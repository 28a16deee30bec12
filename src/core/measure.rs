//! Measurement of the container, the ellipsis and the full text.

use tracing::debug;

use crate::core::error::MeasureError;
use crate::core::text::width::{grapheme_count, visible_width};

/// Width/height pair in pixel-equivalent units. Never negative.
#[derive(Debug, Clone, Copy, PartialEq, Default)]
pub struct Dimensions {
    pub width: f64,
    pub height: f64,
}

impl Dimensions {
    pub fn new(width: f64, height: f64) -> Self {
        Self {
            width: non_negative(width),
            height: non_negative(height),
        }
    }
}

fn non_negative(value: f64) -> f64 {
    if value.is_nan() || value < 0.0 {
        0.0
    } else {
        value
    }
}

/// One measurement pass. Produced fresh on every pass and never persisted.
#[derive(Debug, Clone, Copy, PartialEq, Default)]
pub struct Measurement {
    pub container: Dimensions,
    pub ellipsis: Dimensions,
    pub text: Dimensions,
}

/// Measures text with the same metrics that the final render uses.
///
/// The style context (font, terminal, probe elements) belongs to the implementation.
pub trait Measurer {
    fn measure(&mut self, text: &str, ellipsis: &str) -> Result<Measurement, MeasureError>;

    /// Width of an arbitrary fragment of the measured text.
    fn width_of(&self, fragment: &str) -> f64;
}

/// Terminal-cell measurer: one column is one unit, every line is one row high.
#[derive(Debug, Clone, Default)]
pub struct TerminalMeasurer {
    columns: Option<usize>,
}

impl TerminalMeasurer {
    pub fn new() -> Self {
        Self::default()
    }

    pub fn with_columns(columns: usize) -> Self {
        Self {
            columns: Some(columns),
        }
    }

    /// Assign the number of columns the label may occupy.
    pub fn set_container(&mut self, columns: usize) {
        self.columns = Some(columns);
    }

    pub fn container(&self) -> Option<usize> {
        self.columns
    }
}

impl Measurer for TerminalMeasurer {
    fn measure(&mut self, text: &str, ellipsis: &str) -> Result<Measurement, MeasureError> {
        let columns = match self.columns {
            Some(0) => return Err(MeasureError::unavailable("container has zero columns")),
            Some(columns) => columns,
            None => return Err(MeasureError::unavailable("no container assigned")),
        };

        let measurement = Measurement {
            container: Dimensions::new(columns as f64, 1.0),
            ellipsis: Dimensions::new(visible_width(ellipsis) as f64, 1.0),
            text: Dimensions::new(visible_width(text) as f64, 1.0),
        };
        debug!(
            container = measurement.container.width,
            ellipsis = measurement.ellipsis.width,
            text = measurement.text.width,
            "terminal measurement"
        );
        Ok(measurement)
    }

    fn width_of(&self, fragment: &str) -> f64 {
        visible_width(fragment) as f64
    }
}

/// Measurer fed by a host that measures elsewhere (a GUI toolkit, a layout snapshot, a test).
///
/// Fragment widths are the measured text width spread evenly over its graphemes.
#[derive(Debug, Clone, Default)]
pub struct FixedMeasurer {
    measurement: Option<Measurement>,
    per_grapheme: f64,
}

impl FixedMeasurer {
    pub fn new() -> Self {
        Self::default()
    }

    pub fn with_measurement(measurement: Measurement) -> Self {
        Self {
            measurement: Some(measurement),
            per_grapheme: 0.0,
        }
    }

    pub fn set_measurement(&mut self, measurement: Measurement) {
        self.measurement = Some(measurement);
    }

    pub fn clear(&mut self) {
        self.measurement = None;
    }
}

impl Measurer for FixedMeasurer {
    fn measure(&mut self, text: &str, _ellipsis: &str) -> Result<Measurement, MeasureError> {
        let measurement = self
            .measurement
            .ok_or_else(|| MeasureError::unavailable("no measurement supplied"))?;
        let count = grapheme_count(text);
        self.per_grapheme = if count == 0 {
            0.0
        } else {
            measurement.text.width / count as f64
        };
        Ok(measurement)
    }

    fn width_of(&self, fragment: &str) -> f64 {
        grapheme_count(fragment) as f64 * self.per_grapheme
    }
}
//! Core types: text metrics, measurement, anchors, splitting, debouncing and smart copy.

pub mod anchor;
pub mod clipboard;
pub mod component;
pub mod debounce;
pub mod error;
pub mod measure;
pub mod split;
pub mod text;
//! Platform-specific terminal integrations.

#[cfg(unix)]
pub mod resize;

#[cfg(unix)]
pub use resize::{terminal_size, ResizeSignal};
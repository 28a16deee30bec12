//! Component trait.

/// Renderable component interface.
pub trait Component {
    /// Render to a list of lines at the given width.
    fn render(&mut self, width: usize) -> Vec<String>;

    /// Provide an allocated viewport size for this component (optional).
    ///
    /// Hosts call this when the terminal (or the surface the component lives in) is resized.
    /// This is a constraint/budget, not a promise about the number of lines that will be
    /// rendered.
    fn set_viewport_size(&mut self, _cols: usize, _rows: usize) {}

    /// Invalidate any cached state.
    fn invalidate(&mut self) {}
}
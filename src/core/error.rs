use thiserror::Error;

/// Failure to measure the rendering surface.
///
/// The controller never propagates this to its host: it logs it and renders the full text.
#[derive(Debug, Clone, PartialEq, Eq, Error)]
pub enum MeasureError {
    #[error("measurement unavailable: {reason}")]
    Unavailable { reason: String },
}

impl MeasureError {
    #[must_use]
    pub fn unavailable(reason: impl Into<String>) -> Self {
        Self::Unavailable {
            reason: reason.into(),
        }
    }
}

#[derive(Debug, Error)]
pub enum AnchorError {
    #[error("invalid anchor pattern '{pattern}': {source}")]
    InvalidPattern {
        pattern: String,
        #[source]
        source: regex::Error,
    },
}
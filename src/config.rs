//! Label options and environment configuration.

use std::env;
use std::time::Duration;

use crate::core::anchor::Anchor;
use crate::core::clipboard::SmartCopy;

pub const DEFAULT_ELLIPSIS: &str = "...";
pub const DEFAULT_RESIZE_DEBOUNCE_MS: u64 = 100;

/// Options of a truncating label.
#[derive(Debug, Clone, PartialEq)]
pub struct TruncateProps {
    pub text: String,
    pub ellipsis: String,
    pub start: Option<Anchor>,
    pub end: Option<Anchor>,
    pub smart_copy: SmartCopy,
    pub resize_debounce: Duration,
}

impl TruncateProps {
    pub fn new(text: impl Into<String>) -> Self {
        Self {
            text: text.into(),
            ellipsis: DEFAULT_ELLIPSIS.to_string(),
            start: None,
            end: None,
            smart_copy: SmartCopy::default(),
            resize_debounce: Duration::from_millis(DEFAULT_RESIZE_DEBOUNCE_MS),
        }
    }

    pub fn ellipsis(mut self, ellipsis: impl Into<String>) -> Self {
        self.ellipsis = ellipsis.into();
        self
    }

    pub fn start(mut self, anchor: impl Into<Anchor>) -> Self {
        self.start = Some(anchor.into());
        self
    }

    pub fn end(mut self, anchor: impl Into<Anchor>) -> Self {
        self.end = Some(anchor.into());
        self
    }

    pub fn smart_copy(mut self, policy: SmartCopy) -> Self {
        self.smart_copy = policy;
        self
    }

    pub fn resize_debounce(mut self, delay: Duration) -> Self {
        self.resize_debounce = delay;
        self
    }

    /// Apply environment overrides on top of explicit options.
    pub fn with_env(mut self, config: &EnvConfig) -> Self {
        if let Some(ms) = config.resize_debounce_ms {
            self.resize_debounce = Duration::from_millis(ms);
        }
        self
    }
}

#[derive(Debug, Clone, Default)]
pub struct EnvConfig {
    pub debug: bool,
    pub log_file: Option<String>,
    pub resize_debounce_ms: Option<u64>,
}

impl EnvConfig {
    pub fn from_env() -> Self {
        Self {
            debug: env_flag("TRUNCATE_MIDDLE_DEBUG"),
            log_file: env_string_opt("TRUNCATE_MIDDLE_LOG"),
            resize_debounce_ms: env_string_opt("TRUNCATE_MIDDLE_RESIZE_DEBOUNCE_MS")
                .and_then(|value| value.trim().parse().ok()),
        }
    }
}

fn env_flag(key: &str) -> bool {
    env::var(key).map(|value| value == "1").unwrap_or(false)
}

fn env_string_opt(key: &str) -> Option<String> {
    env::var(key).ok().and_then(|value| {
        if value.trim().is_empty() {
            None
        } else {
            Some(value)
        }
    })
}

==============================

== What the task asks ==
Identify every line above with the string "EnvConfig" in it. Copy those lines.

== Exercise result ==
    pub fn with_env(mut self, config: &EnvConfig) -> Self {
pub struct EnvConfig {
impl EnvConfig {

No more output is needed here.